=== Recorded data ===

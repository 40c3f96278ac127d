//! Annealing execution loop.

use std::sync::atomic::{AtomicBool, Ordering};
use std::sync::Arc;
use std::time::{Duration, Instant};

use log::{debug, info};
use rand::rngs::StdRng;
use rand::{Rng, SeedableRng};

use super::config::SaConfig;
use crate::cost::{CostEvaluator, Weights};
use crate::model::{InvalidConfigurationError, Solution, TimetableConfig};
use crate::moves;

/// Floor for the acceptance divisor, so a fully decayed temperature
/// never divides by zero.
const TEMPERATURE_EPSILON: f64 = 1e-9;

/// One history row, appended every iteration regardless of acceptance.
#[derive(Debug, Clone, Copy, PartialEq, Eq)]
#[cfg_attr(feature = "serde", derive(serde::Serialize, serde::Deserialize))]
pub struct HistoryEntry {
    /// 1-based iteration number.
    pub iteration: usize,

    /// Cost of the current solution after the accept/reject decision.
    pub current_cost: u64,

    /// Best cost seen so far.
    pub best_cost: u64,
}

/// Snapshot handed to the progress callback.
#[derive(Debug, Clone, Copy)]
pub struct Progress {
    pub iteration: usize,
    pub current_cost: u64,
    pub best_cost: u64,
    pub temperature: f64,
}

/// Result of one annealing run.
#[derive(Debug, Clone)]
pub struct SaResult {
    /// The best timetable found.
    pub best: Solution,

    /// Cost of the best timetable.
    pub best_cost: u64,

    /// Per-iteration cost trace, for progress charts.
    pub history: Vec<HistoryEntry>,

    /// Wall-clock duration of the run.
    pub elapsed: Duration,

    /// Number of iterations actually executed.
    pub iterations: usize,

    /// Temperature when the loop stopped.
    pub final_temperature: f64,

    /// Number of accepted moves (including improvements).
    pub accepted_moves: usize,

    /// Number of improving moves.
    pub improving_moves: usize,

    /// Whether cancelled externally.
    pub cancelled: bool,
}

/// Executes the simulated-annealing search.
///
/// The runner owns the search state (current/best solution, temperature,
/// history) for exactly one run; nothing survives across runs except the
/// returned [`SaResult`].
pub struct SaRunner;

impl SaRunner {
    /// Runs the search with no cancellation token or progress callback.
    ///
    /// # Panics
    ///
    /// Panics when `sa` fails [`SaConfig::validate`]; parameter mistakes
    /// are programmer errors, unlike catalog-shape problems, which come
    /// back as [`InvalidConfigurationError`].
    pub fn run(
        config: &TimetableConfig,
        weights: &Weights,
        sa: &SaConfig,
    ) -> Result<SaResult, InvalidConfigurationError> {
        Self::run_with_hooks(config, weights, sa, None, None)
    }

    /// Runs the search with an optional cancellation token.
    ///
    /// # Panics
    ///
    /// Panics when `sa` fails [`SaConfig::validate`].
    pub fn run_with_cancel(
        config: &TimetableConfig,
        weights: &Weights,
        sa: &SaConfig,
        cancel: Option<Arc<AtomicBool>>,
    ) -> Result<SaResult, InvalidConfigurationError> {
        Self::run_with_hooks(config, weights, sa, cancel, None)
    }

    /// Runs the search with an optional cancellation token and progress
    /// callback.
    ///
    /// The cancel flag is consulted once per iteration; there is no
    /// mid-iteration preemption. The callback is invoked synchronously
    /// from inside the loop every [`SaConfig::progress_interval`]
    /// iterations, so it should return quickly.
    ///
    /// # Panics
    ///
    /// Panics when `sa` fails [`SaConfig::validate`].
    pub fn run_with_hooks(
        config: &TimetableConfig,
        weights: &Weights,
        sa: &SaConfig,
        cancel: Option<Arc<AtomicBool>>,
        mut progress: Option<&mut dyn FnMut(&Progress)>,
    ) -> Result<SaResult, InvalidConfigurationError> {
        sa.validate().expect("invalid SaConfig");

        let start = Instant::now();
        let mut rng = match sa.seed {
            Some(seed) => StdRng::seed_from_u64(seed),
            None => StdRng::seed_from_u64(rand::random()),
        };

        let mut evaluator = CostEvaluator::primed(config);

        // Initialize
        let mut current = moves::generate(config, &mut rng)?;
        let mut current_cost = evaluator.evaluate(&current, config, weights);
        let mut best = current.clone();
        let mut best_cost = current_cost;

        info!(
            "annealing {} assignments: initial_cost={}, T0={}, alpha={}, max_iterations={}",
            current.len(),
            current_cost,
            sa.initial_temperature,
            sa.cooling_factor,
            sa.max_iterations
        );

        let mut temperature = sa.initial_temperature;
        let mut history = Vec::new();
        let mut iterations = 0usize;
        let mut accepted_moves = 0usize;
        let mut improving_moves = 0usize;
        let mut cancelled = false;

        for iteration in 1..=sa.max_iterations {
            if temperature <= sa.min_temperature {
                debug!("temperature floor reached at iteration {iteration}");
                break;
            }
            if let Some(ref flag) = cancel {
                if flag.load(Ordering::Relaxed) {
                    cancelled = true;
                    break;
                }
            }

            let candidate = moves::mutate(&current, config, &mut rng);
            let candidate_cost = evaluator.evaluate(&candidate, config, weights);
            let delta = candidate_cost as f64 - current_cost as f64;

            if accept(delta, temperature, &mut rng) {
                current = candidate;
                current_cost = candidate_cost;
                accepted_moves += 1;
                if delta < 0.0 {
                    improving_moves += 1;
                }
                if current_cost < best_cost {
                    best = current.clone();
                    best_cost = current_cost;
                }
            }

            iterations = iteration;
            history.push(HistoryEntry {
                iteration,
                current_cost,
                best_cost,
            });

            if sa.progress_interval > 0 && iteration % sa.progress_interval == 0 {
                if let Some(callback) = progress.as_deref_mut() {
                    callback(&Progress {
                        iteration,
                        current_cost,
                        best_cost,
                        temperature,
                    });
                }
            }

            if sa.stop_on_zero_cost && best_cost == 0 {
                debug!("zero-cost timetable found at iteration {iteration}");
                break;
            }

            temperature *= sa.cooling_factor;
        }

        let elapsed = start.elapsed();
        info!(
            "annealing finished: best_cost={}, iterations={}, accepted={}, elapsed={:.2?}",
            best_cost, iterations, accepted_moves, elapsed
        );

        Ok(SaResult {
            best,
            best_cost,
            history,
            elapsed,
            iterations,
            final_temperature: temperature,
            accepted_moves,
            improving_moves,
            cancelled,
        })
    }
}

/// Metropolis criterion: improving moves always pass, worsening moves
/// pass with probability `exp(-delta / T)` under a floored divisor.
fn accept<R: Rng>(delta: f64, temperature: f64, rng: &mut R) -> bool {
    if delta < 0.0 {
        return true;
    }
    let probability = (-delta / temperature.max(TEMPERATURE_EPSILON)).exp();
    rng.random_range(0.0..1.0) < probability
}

===
=== Recorded data ===

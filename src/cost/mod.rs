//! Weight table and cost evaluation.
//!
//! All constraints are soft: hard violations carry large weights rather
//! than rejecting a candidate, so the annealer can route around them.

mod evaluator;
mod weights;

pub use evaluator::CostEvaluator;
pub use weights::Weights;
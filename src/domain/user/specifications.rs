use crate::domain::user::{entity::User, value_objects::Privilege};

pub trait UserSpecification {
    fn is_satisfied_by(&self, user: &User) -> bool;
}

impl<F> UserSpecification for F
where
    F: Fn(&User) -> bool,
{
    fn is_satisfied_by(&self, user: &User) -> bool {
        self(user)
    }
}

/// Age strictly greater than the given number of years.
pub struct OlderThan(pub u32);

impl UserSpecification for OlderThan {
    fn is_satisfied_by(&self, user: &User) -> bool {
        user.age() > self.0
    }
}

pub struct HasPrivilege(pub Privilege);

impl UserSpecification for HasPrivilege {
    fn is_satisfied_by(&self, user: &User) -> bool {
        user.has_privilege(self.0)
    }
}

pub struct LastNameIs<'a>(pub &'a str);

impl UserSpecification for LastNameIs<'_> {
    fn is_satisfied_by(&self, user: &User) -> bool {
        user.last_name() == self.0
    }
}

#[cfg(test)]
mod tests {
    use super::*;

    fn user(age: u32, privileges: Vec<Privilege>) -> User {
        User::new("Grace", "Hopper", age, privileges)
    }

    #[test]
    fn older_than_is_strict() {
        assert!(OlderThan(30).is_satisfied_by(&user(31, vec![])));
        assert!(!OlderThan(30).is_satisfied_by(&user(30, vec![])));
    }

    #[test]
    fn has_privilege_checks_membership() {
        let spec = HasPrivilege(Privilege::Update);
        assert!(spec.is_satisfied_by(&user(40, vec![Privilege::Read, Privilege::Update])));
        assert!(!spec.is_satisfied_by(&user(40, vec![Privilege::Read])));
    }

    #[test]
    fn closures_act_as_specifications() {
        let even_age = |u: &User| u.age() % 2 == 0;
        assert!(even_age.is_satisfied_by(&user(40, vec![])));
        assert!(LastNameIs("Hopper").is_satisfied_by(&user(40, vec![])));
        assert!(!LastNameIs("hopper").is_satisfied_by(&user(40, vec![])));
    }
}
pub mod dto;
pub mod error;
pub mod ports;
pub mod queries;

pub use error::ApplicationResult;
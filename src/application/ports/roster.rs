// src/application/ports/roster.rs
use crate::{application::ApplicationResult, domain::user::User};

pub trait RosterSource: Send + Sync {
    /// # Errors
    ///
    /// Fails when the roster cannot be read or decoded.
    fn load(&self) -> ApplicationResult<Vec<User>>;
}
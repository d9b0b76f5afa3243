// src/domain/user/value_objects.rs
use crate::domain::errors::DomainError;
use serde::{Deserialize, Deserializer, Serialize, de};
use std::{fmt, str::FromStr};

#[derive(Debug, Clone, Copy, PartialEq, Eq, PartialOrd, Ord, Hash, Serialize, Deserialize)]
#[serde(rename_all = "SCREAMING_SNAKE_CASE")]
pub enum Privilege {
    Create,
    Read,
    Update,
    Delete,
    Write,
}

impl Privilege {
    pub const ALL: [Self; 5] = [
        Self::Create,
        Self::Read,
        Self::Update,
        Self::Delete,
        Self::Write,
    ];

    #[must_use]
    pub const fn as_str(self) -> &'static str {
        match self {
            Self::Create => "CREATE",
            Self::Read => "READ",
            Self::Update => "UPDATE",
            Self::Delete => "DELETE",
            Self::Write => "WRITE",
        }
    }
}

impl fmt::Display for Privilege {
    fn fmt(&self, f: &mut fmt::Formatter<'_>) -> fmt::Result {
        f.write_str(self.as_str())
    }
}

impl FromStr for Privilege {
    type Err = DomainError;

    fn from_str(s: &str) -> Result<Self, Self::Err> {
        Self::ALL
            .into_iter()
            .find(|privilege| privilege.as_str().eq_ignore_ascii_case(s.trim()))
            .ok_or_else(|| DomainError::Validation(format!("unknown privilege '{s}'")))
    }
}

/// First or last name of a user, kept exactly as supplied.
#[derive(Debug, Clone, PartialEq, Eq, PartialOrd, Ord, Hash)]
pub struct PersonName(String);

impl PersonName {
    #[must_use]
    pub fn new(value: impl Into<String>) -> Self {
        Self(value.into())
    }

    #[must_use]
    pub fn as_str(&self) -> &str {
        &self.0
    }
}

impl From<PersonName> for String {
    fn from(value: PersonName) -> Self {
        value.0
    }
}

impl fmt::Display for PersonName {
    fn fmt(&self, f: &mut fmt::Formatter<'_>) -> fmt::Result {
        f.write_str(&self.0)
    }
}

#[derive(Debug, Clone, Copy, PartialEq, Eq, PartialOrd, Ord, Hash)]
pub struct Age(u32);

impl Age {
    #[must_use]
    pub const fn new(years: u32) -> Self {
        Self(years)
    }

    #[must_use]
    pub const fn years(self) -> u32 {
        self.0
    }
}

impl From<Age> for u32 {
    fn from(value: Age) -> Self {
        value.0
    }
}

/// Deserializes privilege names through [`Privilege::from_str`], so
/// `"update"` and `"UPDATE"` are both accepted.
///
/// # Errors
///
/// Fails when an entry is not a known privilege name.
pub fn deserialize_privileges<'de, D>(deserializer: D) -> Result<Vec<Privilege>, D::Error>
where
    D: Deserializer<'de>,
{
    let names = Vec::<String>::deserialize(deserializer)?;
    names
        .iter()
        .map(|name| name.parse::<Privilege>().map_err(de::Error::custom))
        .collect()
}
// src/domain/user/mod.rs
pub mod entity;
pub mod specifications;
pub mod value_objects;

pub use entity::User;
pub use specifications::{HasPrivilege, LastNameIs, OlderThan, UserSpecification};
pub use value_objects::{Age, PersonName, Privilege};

===
=== Recorded data ===

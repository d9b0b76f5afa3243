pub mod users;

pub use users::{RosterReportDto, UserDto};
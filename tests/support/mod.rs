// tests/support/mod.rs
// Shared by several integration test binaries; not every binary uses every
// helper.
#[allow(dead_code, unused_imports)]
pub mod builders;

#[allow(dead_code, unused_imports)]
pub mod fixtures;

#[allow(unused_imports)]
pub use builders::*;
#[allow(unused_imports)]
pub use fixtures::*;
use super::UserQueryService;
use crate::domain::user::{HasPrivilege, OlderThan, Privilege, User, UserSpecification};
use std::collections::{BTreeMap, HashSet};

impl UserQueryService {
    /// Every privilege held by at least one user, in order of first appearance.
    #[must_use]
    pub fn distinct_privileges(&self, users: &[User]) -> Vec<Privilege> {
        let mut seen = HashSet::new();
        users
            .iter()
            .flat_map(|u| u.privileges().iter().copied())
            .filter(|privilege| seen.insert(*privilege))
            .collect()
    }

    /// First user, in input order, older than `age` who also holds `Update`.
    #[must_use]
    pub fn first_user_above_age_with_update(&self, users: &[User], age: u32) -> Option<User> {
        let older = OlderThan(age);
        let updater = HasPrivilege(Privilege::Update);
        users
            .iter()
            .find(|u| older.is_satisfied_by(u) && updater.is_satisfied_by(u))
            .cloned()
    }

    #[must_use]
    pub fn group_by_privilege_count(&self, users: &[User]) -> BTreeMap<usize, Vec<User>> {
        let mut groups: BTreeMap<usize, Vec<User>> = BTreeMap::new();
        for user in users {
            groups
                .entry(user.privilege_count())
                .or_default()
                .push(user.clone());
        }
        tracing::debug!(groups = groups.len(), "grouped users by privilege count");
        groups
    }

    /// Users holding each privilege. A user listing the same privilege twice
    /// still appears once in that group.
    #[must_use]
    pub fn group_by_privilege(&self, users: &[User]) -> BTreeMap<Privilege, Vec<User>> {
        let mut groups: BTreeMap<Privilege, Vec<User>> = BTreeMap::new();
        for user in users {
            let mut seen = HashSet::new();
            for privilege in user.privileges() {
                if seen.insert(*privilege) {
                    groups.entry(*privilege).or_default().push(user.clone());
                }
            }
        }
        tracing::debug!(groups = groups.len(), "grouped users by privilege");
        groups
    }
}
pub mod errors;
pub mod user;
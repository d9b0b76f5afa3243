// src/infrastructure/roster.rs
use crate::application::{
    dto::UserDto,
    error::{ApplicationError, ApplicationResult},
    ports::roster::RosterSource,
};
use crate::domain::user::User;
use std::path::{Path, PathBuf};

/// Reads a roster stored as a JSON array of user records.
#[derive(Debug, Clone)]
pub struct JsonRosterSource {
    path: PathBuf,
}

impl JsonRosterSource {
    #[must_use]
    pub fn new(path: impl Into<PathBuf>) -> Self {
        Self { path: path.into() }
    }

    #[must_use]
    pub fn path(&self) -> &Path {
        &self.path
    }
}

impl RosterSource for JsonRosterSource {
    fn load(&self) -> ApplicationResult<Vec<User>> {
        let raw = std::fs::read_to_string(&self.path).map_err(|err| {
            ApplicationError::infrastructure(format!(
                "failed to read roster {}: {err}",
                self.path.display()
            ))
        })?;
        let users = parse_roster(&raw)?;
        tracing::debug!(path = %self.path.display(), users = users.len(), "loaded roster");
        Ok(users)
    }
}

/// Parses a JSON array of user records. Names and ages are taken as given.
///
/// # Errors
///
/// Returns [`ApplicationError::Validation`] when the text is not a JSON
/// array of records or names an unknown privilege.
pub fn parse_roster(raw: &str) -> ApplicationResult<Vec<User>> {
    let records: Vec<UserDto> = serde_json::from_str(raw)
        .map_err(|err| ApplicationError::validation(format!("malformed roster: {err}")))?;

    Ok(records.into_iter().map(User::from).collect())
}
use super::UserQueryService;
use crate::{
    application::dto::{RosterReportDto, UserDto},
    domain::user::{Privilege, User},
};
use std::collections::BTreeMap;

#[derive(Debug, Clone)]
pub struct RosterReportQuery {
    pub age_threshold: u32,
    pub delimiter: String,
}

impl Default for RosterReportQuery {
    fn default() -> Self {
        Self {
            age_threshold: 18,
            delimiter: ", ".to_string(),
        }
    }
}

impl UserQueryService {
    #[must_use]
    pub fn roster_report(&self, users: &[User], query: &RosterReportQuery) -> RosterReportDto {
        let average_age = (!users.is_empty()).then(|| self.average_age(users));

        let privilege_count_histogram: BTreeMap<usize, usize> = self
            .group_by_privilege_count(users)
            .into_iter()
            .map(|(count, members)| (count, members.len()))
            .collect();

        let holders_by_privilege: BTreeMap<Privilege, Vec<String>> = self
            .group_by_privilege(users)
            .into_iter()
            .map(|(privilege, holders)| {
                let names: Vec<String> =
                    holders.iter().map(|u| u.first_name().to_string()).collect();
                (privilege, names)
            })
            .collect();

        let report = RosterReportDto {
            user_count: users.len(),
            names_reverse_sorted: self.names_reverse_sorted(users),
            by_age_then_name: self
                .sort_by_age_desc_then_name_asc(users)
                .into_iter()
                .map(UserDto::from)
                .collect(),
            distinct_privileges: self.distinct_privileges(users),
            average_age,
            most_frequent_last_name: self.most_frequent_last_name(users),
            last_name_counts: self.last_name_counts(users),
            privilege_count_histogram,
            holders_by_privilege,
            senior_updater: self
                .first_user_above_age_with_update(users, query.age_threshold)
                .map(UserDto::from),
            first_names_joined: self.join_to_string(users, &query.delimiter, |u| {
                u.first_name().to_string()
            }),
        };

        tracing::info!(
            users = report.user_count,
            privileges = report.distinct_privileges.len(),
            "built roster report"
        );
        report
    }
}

===

### [Your task]
Among the records above, find the lines that contain "token" and copy every one.

### [Exercise result]
    /// Runs the search with no cancellation token or progress callback.
    /// Runs the search with an optional cancellation token.
    /// Runs the search with an optional cancellation token and progress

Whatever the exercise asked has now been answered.